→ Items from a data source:
——

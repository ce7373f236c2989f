//! Read-only tools registered for every conversation

use async_trait::async_trait;
use insight_tools::{project_files_schema, FileAction, FilesystemError, ProjectFiles, ProjectFilesArgs};
use serde_json::{json, Value};
use std::sync::Arc;
use tracing::debug;

use crate::models::ToolInput;
use crate::scheduler_tools::{
    CreateScheduledTaskTool, ListScheduledTasksTool, ManageScheduledTaskTool, TaskService,
};
use crate::storage::Store;
use crate::tools::{optional_u64, required_str, Tool, ToolContext, ToolError, ToolRegistry};

const DEFAULT_LOOKBACK: u64 = 20;
const MAX_LOOKBACK: u64 = 1000;

/// Everything the built-in tools need
#[derive(Clone)]
pub struct ToolDeps {
    pub store: Arc<dyn Store>,
    pub projects: ProjectFiles,
    pub tasks: TaskService,
}

/// Fresh registry with every built-in tool
pub fn default_registry(deps: &ToolDeps) -> ToolRegistry {
    let mut registry = ToolRegistry::new();
    registry.register(Arc::new(QueryConversationMemoryTool::new(deps.store.clone())));
    registry.register(Arc::new(ProjectFilesTool::new(deps.projects.clone())));
    registry.register(Arc::new(CreateScheduledTaskTool::new(deps.tasks.clone())));
    registry.register(Arc::new(ListScheduledTasksTool::new(deps.tasks.clone())));
    registry.register(Arc::new(ManageScheduledTaskTool::new(deps.tasks.clone())));
    registry
}

// ============================================================================
// Conversation memory
// ============================================================================

pub struct QueryConversationMemoryTool {
    store: Arc<dyn Store>,
}

impl QueryConversationMemoryTool {
    pub fn new(store: Arc<dyn Store>) -> Self {
        Self { store }
    }
}

#[async_trait]
impl Tool for QueryConversationMemoryTool {
    fn name(&self) -> &str {
        "query_conversation_memory"
    }

    fn description(&self) -> &str {
        "Search this conversation's history to recall what was said earlier. \
         Use it to find previous requests or information discussed in older messages."
    }

    fn parameter_schema(&self) -> Value {
        json!({
            "type": "object",
            "properties": {
                "query": {
                    "type": "string",
                    "description": "Text to look for in earlier messages"
                },
                "lookback": {
                    "type": "integer",
                    "description": "Number of recent messages to search (default 20, at most 1000)",
                    "default": DEFAULT_LOOKBACK
                }
            },
            "required": ["query"]
        })
    }

    async fn execute(&self, input: &ToolInput, ctx: &ToolContext) -> Result<Value, ToolError> {
        if ctx.conversation_id.is_empty() {
            return Err(ToolError::Execution(
                "No conversation available for memory query".into(),
            ));
        }

        let query = required_str(input, "query")?.to_lowercase();
        let lookback = optional_u64(input, "lookback")
            .unwrap_or(DEFAULT_LOOKBACK)
            .min(MAX_LOOKBACK);

        let messages = self
            .store
            .list_messages(&ctx.conversation_id, lookback as i64)
            .map_err(|e| ToolError::Execution(e.to_string()))?;

        let results: Vec<Value> = messages
            .iter()
            .filter(|m| m.text().to_lowercase().contains(&query))
            .map(|m| {
                json!({
                    "role": m.role.as_str(),
                    "content": m.text(),
                    "timestamp": m.timestamp,
                })
            })
            .collect();
        let matched = results.len();
        debug!("Memory query '{}' matched {} messages", query, matched);

        let mut out = json!({
            "query": query,
            "matches": matched,
            "searchedMessages": messages.len(),
            "results": results,
        });
        if matched == 0 {
            out["message"] = json!("No matches found in recent conversation history");
        }
        Ok(out)
    }
}

// ============================================================================
// Project files
// ============================================================================

pub struct ProjectFilesTool {
    files: ProjectFiles,
}

impl ProjectFilesTool {
    pub fn new(files: ProjectFiles) -> Self {
        Self { files }
    }
}

fn filesystem_error(e: FilesystemError) -> ToolError {
    match e {
        FilesystemError::Io(e) => ToolError::Execution(e.to_string()),
        other => ToolError::InvalidInput(other.to_string()),
    }
}

#[async_trait]
impl Tool for ProjectFilesTool {
    fn name(&self) -> &str {
        "project_files"
    }

    fn description(&self) -> &str {
        "Browse the current project's files (read-only). \
         'list' shows a directory, 'read' returns a file's contents (large files are truncated), \
         'search' finds files whose names contain the query."
    }

    fn parameter_schema(&self) -> Value {
        project_files_schema()
    }

    async fn execute(&self, input: &ToolInput, ctx: &ToolContext) -> Result<Value, ToolError> {
        let args: ProjectFilesArgs = serde_json::from_value(Value::Object(input.clone()))
            .map_err(|e| ToolError::InvalidInput(e.to_string()))?;
        let project = ctx.project_name.as_str();

        match args.action {
            FileAction::List => {
                let entries = self
                    .files
                    .list(project, args.path.as_deref())
                    .await
                    .map_err(filesystem_error)?;
                Ok(json!({
                    "path": args.path.unwrap_or_default(),
                    "entries": entries,
                }))
            }
            FileAction::Read => {
                let path = args
                    .path
                    .ok_or_else(|| filesystem_error(FilesystemError::MissingArgument("path")))?;
                let file = self
                    .files
                    .read(project, &path)
                    .await
                    .map_err(filesystem_error)?;
                serde_json::to_value(file).map_err(|e| ToolError::Execution(e.to_string()))
            }
            FileAction::Search => {
                let query = args
                    .query
                    .ok_or_else(|| filesystem_error(FilesystemError::MissingArgument("query")))?;
                let matches = self
                    .files
                    .search(project, &query)
                    .await
                    .map_err(filesystem_error)?;
                Ok(json!({
                    "query": query,
                    "count": matches.len(),
                    "matches": matches,
                }))
            }
        }
    }
}
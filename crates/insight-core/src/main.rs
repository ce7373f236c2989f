use anyhow::{Context, Result};
use insight_core::agent::Orchestrator;
use insight_core::api::{self, AppState};
use insight_core::builtin_tools::{default_registry, ToolDeps};
use insight_core::chat::ChatService;
use insight_core::config::Config;
use insight_core::llm::AnthropicClient;
use insight_core::scheduler::{SchedulerHandle, TaskScheduler};
use insight_core::scheduler_tools::TaskService;
use insight_core::storage::{run_migrations, PgStore, Store};
use insight_core::tools::RegistryFactory;
use insight_tools::ProjectFiles;
use std::sync::Arc;
use tracing::{error, info};
use tracing_subscriber::{layer::SubscriberExt, util::SubscriberInitExt};

#[tokio::main]
async fn main() -> Result<()> {
    // Initialize logging
    tracing_subscriber::registry()
        .with(tracing_subscriber::EnvFilter::new(
            std::env::var("RUST_LOG").unwrap_or_else(|_| "insight=debug,insight_core=debug,info".into()),
        ))
        .with(tracing_subscriber::fmt::layer())
        .init();

    info!("Insight starting up...");

    // Load configuration
    dotenvy::dotenv().ok();
    let config = Config::from_env()?;
    info!("Configuration loaded");
    info!("  Model: {}", config.model);
    info!("  Scheduler timezone: {}", config.scheduler_timezone);
    info!("  Projects dir: {}", config.projects_dir.display());

    // Run database migrations first
    run_migrations(&config.database_url)?;
    info!("Database migrations applied");

    let store: Arc<dyn Store> =
        Arc::new(PgStore::connect(&config.database_url).context("Failed to open store")?);

    let llm = Arc::new(AnthropicClient::new(
        config.anthropic_api_key.clone(),
        config.anthropic_api_url.clone(),
        config.llm_timeout,
    )?);
    let orchestrator = Arc::new(Orchestrator::new(llm, store.clone(), config.agent_config()));

    // Tools reach the scheduler through the handle only
    let (handle, commands) = SchedulerHandle::channel();
    let tasks = TaskService::new(store.clone(), handle, config.scheduler_timezone);
    let deps = ToolDeps {
        store: store.clone(),
        projects: ProjectFiles::new(config.projects_dir.clone()),
        tasks: tasks.clone(),
    };
    let registry_factory: RegistryFactory = Arc::new(move || default_registry(&deps));

    let scheduler = TaskScheduler::new(
        store.clone(),
        orchestrator.clone(),
        registry_factory.clone(),
        config.scheduler_config(),
    );
    let listener_handle = scheduler.listen(commands);
    let armed = scheduler.start()?;
    info!("Task scheduler running with {} armed tasks", armed);

    let state = AppState {
        chat: ChatService::new(store.clone(), orchestrator, registry_factory),
        tasks,
    };
    let listener = tokio::net::TcpListener::bind(format!("0.0.0.0:{}", config.http_port)).await?;
    info!("HTTP API listening on port {}", config.http_port);

    if let Err(e) = axum::serve(listener, api::router(state))
        .with_graceful_shutdown(shutdown_signal())
        .await
    {
        error!("HTTP server error: {}", e);
    }

    info!("Shutting down...");
    scheduler.stop().await;
    if let Err(e) = listener_handle.await {
        error!("Scheduler command loop failed: {}", e);
    }
    info!("Insight stopped");

    Ok(())
}

async fn shutdown_signal() {
    if let Err(e) = tokio::signal::ctrl_c().await {
        error!("Failed to listen for shutdown signal: {}", e);
    }
}
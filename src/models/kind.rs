use crate::FactoryError;
use std::fmt;

/// Built-in animal variants known to the default factory.
#[derive(Debug, Clone, Copy, PartialEq, Eq, Hash)]
pub enum AnimalKind {
    Dog,
    Cat,
}

impl AnimalKind {
    pub const ALL: [AnimalKind; 2] = [Self::Dog, Self::Cat];

    /// Returns the discriminator this kind is registered under.
    pub fn as_str(&self) -> &'static str {
        match self {
            Self::Dog => "dog",
            Self::Cat => "cat",
        }
    }

    /// Returns the message this kind speaks.
    pub fn sound(&self) -> &'static str {
        match self {
            Self::Dog => "Woof!",
            Self::Cat => "Meow!",
        }
    }
}

impl fmt::Display for AnimalKind {
    fn fmt(&self, f: &mut fmt::Formatter<'_>) -> fmt::Result {
        f.write_str(self.as_str())
    }
}

// Matching is exact: "DOG" is not a dog.
impl TryFrom<&str> for AnimalKind {
    type Error = FactoryError;

    fn try_from(value: &str) -> Result<Self, Self::Error> {
        match value {
            "dog" => Ok(Self::Dog),
            "cat" => Ok(Self::Cat),
            _ => Err(FactoryError::unrecognized(value)),
        }
    }
}

#[cfg(test)]
mod tests {
    use super::*;

    #[test]
    fn test_try_from_known_kinds() {
        assert_eq!(AnimalKind::try_from("dog").unwrap(), AnimalKind::Dog);
        assert_eq!(AnimalKind::try_from("cat").unwrap(), AnimalKind::Cat);
    }

    #[test]
    fn test_try_from_is_case_sensitive() {
        let err = AnimalKind::try_from("DOG").unwrap_err();
        assert_eq!(err.discriminator(), Some("DOG"));
    }

    #[test]
    fn test_display_matches_discriminator() {
        for kind in AnimalKind::ALL {
            assert_eq!(kind.to_string(), kind.as_str());
        }
    }
}
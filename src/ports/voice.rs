/// Sink an animal speaks into.
pub trait Voice {
    fn emit(&mut self, message: &str);
}

impl<V: Voice + ?Sized> Voice for &mut V {
    fn emit(&mut self, message: &str) {
        (**self).emit(message);
    }
}
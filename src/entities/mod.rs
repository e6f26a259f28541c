pub mod animal;

pub use animal::*;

——

→ Exercise goal:
Whenever the word "static" shows up in a line of the entries above, copy that line.

→ Solution for this problem:
    pub fn as_str(&self) -> &'static str {
    pub fn sound(&self) -> &'static str {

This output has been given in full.